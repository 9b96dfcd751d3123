//! WebSocket protocol message types.
//!
//! This module defines the message format for communication between the
//! client and the agent runtime backend.
//!
//! # Protocol Overview
//!
//! From ARCHITECTURE.md Section 2:
//!
//! | Message Type | Direction | Purpose |
//! |--------------|-----------|---------|
//! | [`ClientMessage`] | Client → Server | User intent, heartbeat, session binding |
//! | [`ServerEvent`] | Server → Client | Data events and connection management |
//!
//! Both directions share the same envelope shape:
//!
//! ```json
//! { "type": "<kind>", "data": { ... }, "timestamp": 1700000000000 }
//! ```
//!
//! `data` and `timestamp` are optional; inbound frames missing a timestamp
//! are stamped on arrival. Connection-management kinds (readiness acks,
//! kick/expiry/logout notices) are intercepted by the transport; every other
//! inbound kind is forwarded opaquely to the registered event callback.
//!
//! # Modules
//!
//! | Module | Description |
//! |--------|-------------|
//! | `client` | Outbound [`ClientMessage`] and its kinds |
//! | `server` | Inbound [`ServerEvent`] and intercepted [`ControlEvent`]s |
//! | `close` | [`CloseCause`] classification of close codes |

// ============================================================================
// Submodules
// ============================================================================

/// Outbound message types.
pub mod client;

/// Close-code classification.
pub mod close;

/// Inbound event types.
pub mod server;

// ============================================================================
// Re-exports
// ============================================================================

pub use client::{ClientMessage, ClientMessageKind};
pub use close::CloseCause;
pub use server::{ControlEvent, ServerEvent};

// ============================================================================
// Helpers
// ============================================================================

/// Returns the current time as epoch milliseconds.
///
/// Used to stamp outbound messages at creation and inbound events that
/// arrive without a server timestamp.
#[inline]
#[must_use]
pub(crate) fn now_ms() -> u64 {
    use std::time::{SystemTime, UNIX_EPOCH};

    SystemTime::now()
        .duration_since(UNIX_EPOCH)
        .map(|d| d.as_millis() as u64)
        .unwrap_or(0)
}
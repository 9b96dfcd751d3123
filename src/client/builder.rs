//! Builder pattern for client configuration.
//!
//! Provides a fluent API for configuring and creating [`ChatClient`]
//! instances.
//!
//! # Example
//!
//! ```no_run
//! use chat_transport::ChatClient;
//!
//! # async fn example() -> chat_transport::Result<()> {
//! let client = ChatClient::builder()
//!     .base_url("https://agent.example.com")
//!     .token("user-session-token")
//!     .on_event(|event| println!("{}", event.kind))
//!     .build()?;
//! # Ok(())
//! # }
//! ```

// ============================================================================
// Imports
// ============================================================================

use std::time::Duration;

use tokio_util::sync::CancellationToken;

use crate::error::{Error, Result};
use crate::identifiers::DeviceToken;
use crate::protocol::ServerEvent;
use crate::transport::{BackoffConfig, ConnectionState, TransportCallbacks};

use super::core::ChatClient;
use super::options::{Credentials, TransportOptions, normalize_base_url};

// ============================================================================
// ChatClientBuilder
// ============================================================================

/// Builder for configuring a [`ChatClient`] instance.
///
/// Use [`ChatClient::builder()`] to create a new builder.
#[derive(Default)]
pub struct ChatClientBuilder {
    /// Backend base URL.
    base_url: Option<String>,
    /// Bearer token for the dial URL.
    token: Option<String>,
    /// Optional device token for the dial URL.
    device_token: Option<DeviceToken>,
    /// Transport tuning knobs.
    options: TransportOptions,
    /// Consumer callbacks.
    callbacks: TransportCallbacks,
    /// External shutdown signal.
    shutdown: Option<CancellationToken>,
}

// ============================================================================
// ChatClientBuilder - Endpoint and Credentials
// ============================================================================

impl ChatClientBuilder {
    /// Creates a new client builder with default tuning.
    #[inline]
    #[must_use]
    pub fn new() -> Self {
        Self::default()
    }

    /// Sets the backend base URL.
    ///
    /// Accepts `http(s)` or `ws(s)` schemes; the chat endpoint and health
    /// probe paths are derived from it.
    #[inline]
    #[must_use]
    pub fn base_url(mut self, url: impl Into<String>) -> Self {
        self.base_url = Some(url.into());
        self
    }

    /// Sets the bearer token sent in the dial URL.
    #[inline]
    #[must_use]
    pub fn token(mut self, token: impl Into<String>) -> Self {
        self.token = Some(token.into());
        self
    }

    /// Sets the per-device token for online-duration accounting.
    #[inline]
    #[must_use]
    pub fn device_token(mut self, token: impl Into<DeviceToken>) -> Self {
        self.device_token = Some(token.into());
        self
    }
}

// ============================================================================
// ChatClientBuilder - Transport Tuning
// ============================================================================

impl ChatClientBuilder {
    /// Sets the WebSocket handshake timeout.
    #[inline]
    #[must_use]
    pub fn connect_timeout(mut self, timeout: Duration) -> Self {
        self.options.connect_timeout = timeout;
        self
    }

    /// Sets the heartbeat ping interval.
    #[inline]
    #[must_use]
    pub fn heartbeat_interval(mut self, interval: Duration) -> Self {
        self.options.heartbeat_interval = interval;
        self
    }

    /// Sets the health probe timeout used between reconnect attempts.
    #[inline]
    #[must_use]
    pub fn probe_timeout(mut self, timeout: Duration) -> Self {
        self.options.probe_timeout = timeout;
        self
    }

    /// Sets how long to wait for a readiness acknowledgement before
    /// assuming the session is ready.
    #[inline]
    #[must_use]
    pub fn ready_grace(mut self, grace: Duration) -> Self {
        self.options.ready_grace = grace;
        self
    }

    /// Enables or disables assuming readiness after the grace period.
    #[inline]
    #[must_use]
    pub fn implicit_ready(mut self, enabled: bool) -> Self {
        self.options.implicit_ready = enabled;
        self
    }

    /// Sets the reconnect attempt ceiling.
    #[inline]
    #[must_use]
    pub fn max_reconnect_attempts(mut self, attempts: u32) -> Self {
        self.options.max_reconnect_attempts = attempts;
        self
    }

    /// Replaces the backoff schedule.
    #[inline]
    #[must_use]
    pub fn backoff(mut self, config: BackoffConfig) -> Self {
        self.options.backoff = config;
        self
    }

    /// Replaces the whole options block at once.
    #[inline]
    #[must_use]
    pub fn options(mut self, options: TransportOptions) -> Self {
        self.options = options;
        self
    }
}

// ============================================================================
// ChatClientBuilder - Callbacks and Shutdown
// ============================================================================

impl ChatClientBuilder {
    /// Registers the callback invoked for every data event.
    ///
    /// Connection-management events are intercepted by the transport and
    /// never reach this callback.
    #[must_use]
    pub fn on_event(mut self, callback: impl Fn(ServerEvent) + Send + Sync + 'static) -> Self {
        self.callbacks.on_event = Some(Box::new(callback));
        self
    }

    /// Registers the callback invoked on every state change.
    #[must_use]
    pub fn on_state(mut self, callback: impl Fn(ConnectionState) + Send + Sync + 'static) -> Self {
        self.callbacks.on_state = Some(Box::new(callback));
        self
    }

    /// Registers the callback invoked when an error is surfaced.
    ///
    /// A transport error followed by its own close is surfaced once, not
    /// twice.
    #[must_use]
    pub fn on_error(mut self, callback: impl Fn(Error) + Send + Sync + 'static) -> Self {
        self.callbacks.on_error = Some(Box::new(callback));
        self
    }

    /// Ties the client's lifetime to an external cancellation token.
    ///
    /// Cancelling the token tears the transport down silently, with no
    /// error callbacks and no reconnect.
    #[inline]
    #[must_use]
    pub fn shutdown_token(mut self, token: CancellationToken) -> Self {
        self.shutdown = Some(token);
        self
    }
}

// ============================================================================
// ChatClientBuilder - Build
// ============================================================================

impl ChatClientBuilder {
    /// Builds the client and spawns its dispatch task.
    ///
    /// Must be called within a Tokio runtime. The client starts
    /// disconnected; call [`ChatClient::connect`] to open the transport.
    ///
    /// # Errors
    ///
    /// - [`Error::Config`] if the base URL or token is missing or invalid
    /// - [`Error::Config`] if the transport options fail validation
    pub fn build(self) -> Result<ChatClient> {
        let base_url = self.base_url.ok_or_else(|| {
            Error::config(
                "base URL is required. Use .base_url() to set it.\n\
                 Example: ChatClient::builder().base_url(\"https://agent.example.com\")",
            )
        })?;
        let base_url = normalize_base_url(&base_url)?;

        let token = self.token.filter(|t| !t.is_empty()).ok_or_else(|| {
            Error::config(
                "auth token is required. Use .token() to set it.\n\
                 Example: ChatClient::builder().token(\"user-session-token\")",
            )
        })?;

        self.options.validate()?;

        let credentials = Credentials {
            token,
            device_token: self.device_token,
        };
        let shutdown = self.shutdown.unwrap_or_default();

        ChatClient::new(
            base_url,
            self.options,
            credentials,
            self.callbacks,
            shutdown,
        )
    }
}

// ============================================================================
// Tests
// ============================================================================

#[cfg(test)]
mod tests {
    use super::*;

    #[test]
    fn test_new_creates_empty_builder() {
        let builder = ChatClientBuilder::new();
        assert!(builder.base_url.is_none());
        assert!(builder.token.is_none());
        assert!(builder.device_token.is_none());
        assert!(builder.shutdown.is_none());
    }

    #[test]
    fn test_build_fails_without_base_url() {
        let result = ChatClientBuilder::new().token("tok").build();
        let err = result.expect_err("missing base URL must fail");
        assert!(err.to_string().contains("base URL"));
    }

    #[test]
    fn test_build_fails_without_token() {
        let result = ChatClientBuilder::new()
            .base_url("http://127.0.0.1:9")
            .build();
        let err = result.expect_err("missing token must fail");
        assert!(err.to_string().contains("token"));
    }

    #[test]
    fn test_build_rejects_empty_token() {
        let result = ChatClientBuilder::new()
            .base_url("http://127.0.0.1:9")
            .token("")
            .build();
        assert!(result.is_err());
    }

    #[test]
    fn test_build_fails_with_invalid_url() {
        let result = ChatClientBuilder::new()
            .base_url("ftp://127.0.0.1:9")
            .token("tok")
            .build();
        let err = result.expect_err("bad scheme must fail");
        assert!(matches!(err, Error::Config { .. }));
    }

    #[test]
    fn test_build_fails_with_invalid_options() {
        let result = ChatClientBuilder::new()
            .base_url("http://127.0.0.1:9")
            .token("tok")
            .connect_timeout(Duration::ZERO)
            .build();
        assert!(result.is_err());
    }

    #[test]
    fn test_tuning_setters_land_in_options() {
        let builder = ChatClientBuilder::new()
            .connect_timeout(Duration::from_secs(1))
            .heartbeat_interval(Duration::from_secs(2))
            .probe_timeout(Duration::from_secs(3))
            .ready_grace(Duration::from_millis(4))
            .implicit_ready(false)
            .max_reconnect_attempts(7);

        assert_eq!(builder.options.connect_timeout, Duration::from_secs(1));
        assert_eq!(builder.options.heartbeat_interval, Duration::from_secs(2));
        assert_eq!(builder.options.probe_timeout, Duration::from_secs(3));
        assert_eq!(builder.options.ready_grace, Duration::from_millis(4));
        assert!(!builder.options.implicit_ready);
        assert_eq!(builder.options.max_reconnect_attempts, 7);
    }

    #[tokio::test]
    async fn test_build_spawns_disconnected_client() {
        let client = ChatClientBuilder::new()
            .base_url("ws://127.0.0.1:9")
            .token("tok")
            .build()
            .expect("valid config must build");
        assert_eq!(client.state(), ConnectionState::Disconnected);
        assert!(!client.is_ready());
    }
}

• _TASK INSTRUCTIONS_
Would you restate exactly the lines of the material above, from its opening line through the line with "missing a timestamp", and output only those?

• _WRITTEN ANSWER_
repository 9b96dfcd751d3123
//! WebSocket protocol message types.
//!
//! This module defines the message format for communication between the
//! client and the agent runtime backend.
//!
//! # Protocol Overview
//!
//! From ARCHITECTURE.md Section 2:
//!
//! | Message Type | Direction | Purpose |
//! |--------------|-----------|---------|
//! | [`ClientMessage`] | Client → Server | User intent, heartbeat, session binding |
//! | [`ServerEvent`] | Server → Client | Data events and connection management |
//!
//! Both directions share the same envelope shape:
//!
//! ```json
//! { "type": "<kind>", "data": { ... }, "timestamp": 1700000000000 }
//! ```
//!
//! `data` and `timestamp` are optional; inbound frames missing a timestamp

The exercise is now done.